I am new to couchbase and I have been going through couchbase documents and other online resources for a while but I could’t get my query working. Below is the data structure and my query:

Table1:
{ “jobId” : “101”, “jobName” : “abcd”, “jobGroup” : “groupa”, “created” : " “2018-05-06T19:13:43.318Z”, “region” : “dev” },
{ “jobId” : “102”, “jobName” : “abcd2”, “jobGroup” : “groupa”, “created” : " “2018-05-06T22:13:43.318Z”, “region” : “dev” },
{ “jobId” : “103”, “jobName” : “abcd3”, “jobGroup” : “groupb”, “created” : " “2018-05-05T19:11:43.318Z”, “region” : “test” }

I need to get the jobId which has the latest job information (max on created timestamp) for a given jobGroup and region (group by jobGroup and region).

My sql query doesn’t help me using self-join on jobId.
Query:

/* Idea is to pull out the job which was executed latest for all possible groups and region and print the details of that particular job*/
select * from (select max(DATE_FORMAT_STR(j.created,‘1111-11-11T00:00:00+00:00’)) as latest, j.jobGroup, j.region from table1 j group by jobGroup, region) as viewtable join table t on keys meta(t).id where viewtable.latest in t.created and t.jobGroup = viewtable.jobGroup and viewtable.region = t.region
Error Result: No result displayed
Desired result :
{
“jobId” : “102”,
“jobName”:“abcd2”,
“jobGroup”:“groupa”,
“latest” :“2018-05-06T22:13:43.318Z”,
“region”:“dev”
},
{
“jobId” : “103”,
“jobName” : “abcd3”,
“jobGroup” : “groupb”,
“created” : " “2018-05-05T19:11:43.318Z”,
“region” : “test”
}

vsr1 · May 7, 2018, 10:15pm

SELECT MAX([created,jobId])[1] AS jobId 
FROM default WHERE ..  GROUP BY jobGroup, region;

eben · May 9, 2018, 2:00pm

To expand on @vsr1’s answer, here is the reply I posted on StackOverflow:

This can be answered using ‘group by’ and no join. I tried entering your sample data and the following query gives the correct result:

select max([created,d])[1] max_for_group_region 
 from default d
 group by jobGroup, region;

How does it work? It uses ‘group by’ to group documents by jobGroup and region, then creates a two-element array holding, for every document in the group:

the ‘created’ timestamp field
the document where the timestamp came from

It then applies the max function on the set of 2-element arrays. The max of a set of arrays looks for the maximum value in the first array position, and if there’s a tie look at the second position, and so on. In this case we are getting the two-element array with the max timestamp.

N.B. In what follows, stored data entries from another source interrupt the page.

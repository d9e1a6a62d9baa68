//! Lead records as the import pipeline sees them.

use serde::{Deserialize, Serialize};

use crate::error::CoreError;
use crate::field::{FieldKey, NormalizedData};
use crate::types::{DbId, LeadId, Timestamp, UserId};

// ---------------------------------------------------------------------------
// Lead status
// ---------------------------------------------------------------------------

pub const LEAD_STATUS_NEW: &str = "new";
pub const LEAD_STATUS_CONTACTED: &str = "contacted";
pub const LEAD_STATUS_QUALIFIED: &str = "qualified";
pub const LEAD_STATUS_UNQUALIFIED: &str = "unqualified";
pub const LEAD_STATUS_CONVERTED: &str = "converted";
pub const LEAD_STATUS_LOST: &str = "lost";

pub const VALID_LEAD_STATUSES: &[&str] = &[
    LEAD_STATUS_NEW,
    LEAD_STATUS_CONTACTED,
    LEAD_STATUS_QUALIFIED,
    LEAD_STATUS_UNQUALIFIED,
    LEAD_STATUS_CONVERTED,
    LEAD_STATUS_LOST,
];

/// Source recorded on created leads when the request names none.
pub const DEFAULT_LEAD_SOURCE: &str = "import";

/// Validate the status given to newly created leads.
pub fn validate_lead_status(status: &str) -> Result<(), CoreError> {
    if VALID_LEAD_STATUSES.contains(&status) {
        Ok(())
    } else {
        Err(CoreError::Validation(format!(
            "Invalid lead status '{status}'. Must be one of: {}",
            VALID_LEAD_STATUSES.join(", ")
        )))
    }
}

// ---------------------------------------------------------------------------
// Records
// ---------------------------------------------------------------------------

/// Point-in-time copy of a persisted lead's comparable fields.
#[derive(Debug, Clone, PartialEq, Serialize, Deserialize)]
pub struct ExistingLeadSnapshot {
    pub id: LeadId,
    pub fields: NormalizedData,
    pub created_at: Timestamp,
    pub updated_at: Timestamp,
}

impl ExistingLeadSnapshot {
    pub fn value(&self, field: FieldKey) -> Option<&str> {
        self.fields.get(&field).map(String::as_str)
    }

    /// `First Last`, falling back to whichever part exists.
    pub fn display_name(&self) -> Option<String> {
        display_name(&self.fields)
    }
}

/// A lead about to be inserted.
#[derive(Debug, Clone, PartialEq, Serialize, Deserialize)]
pub struct NewLead {
    pub fields: NormalizedData,
    pub status: String,
    pub assigned_to: Option<UserId>,
    pub import_job_id: DbId,
}

/// Field values to overwrite on an existing lead. Fields absent from the map
/// keep their stored value; assignment and status are never touched.
#[derive(Debug, Clone, PartialEq, Serialize, Deserialize)]
pub struct LeadUpdate {
    pub fields: NormalizedData,
    pub import_job_id: DbId,
}

/// A user leads can be assigned to.
#[derive(Debug, Clone, PartialEq, Eq, Serialize, Deserialize)]
pub struct AssignableUser {
    pub id: UserId,
    pub display_name: String,
    pub email: String,
}

/// Human-readable name built from first/last name fields.
pub fn display_name(fields: &NormalizedData) -> Option<String> {
    let first = fields.get(&FieldKey::FirstName).map(String::as_str);
    let last = fields.get(&FieldKey::LastName).map(String::as_str);
    match (first, last) {
        (Some(f), Some(l)) => Some(format!("{f} {l}")),
        (Some(n), None) | (None, Some(n)) => Some(n.to_string()),
        (None, None) => None,
    }
}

Now we have an array [ timestamp, document ], so we apply [1] to extract just the document.

karthikv · May 9, 2018, 4:37pm

@vsr1 @eben :
Thank you very much for the query and explanation, it worked

vsr1 · May 9, 2018, 4:41pm

If you want select whole document Check out JOIN query in above link for better performance avoid unnecessary fetch (i.e make covered query for document that qualified and fetch those documents).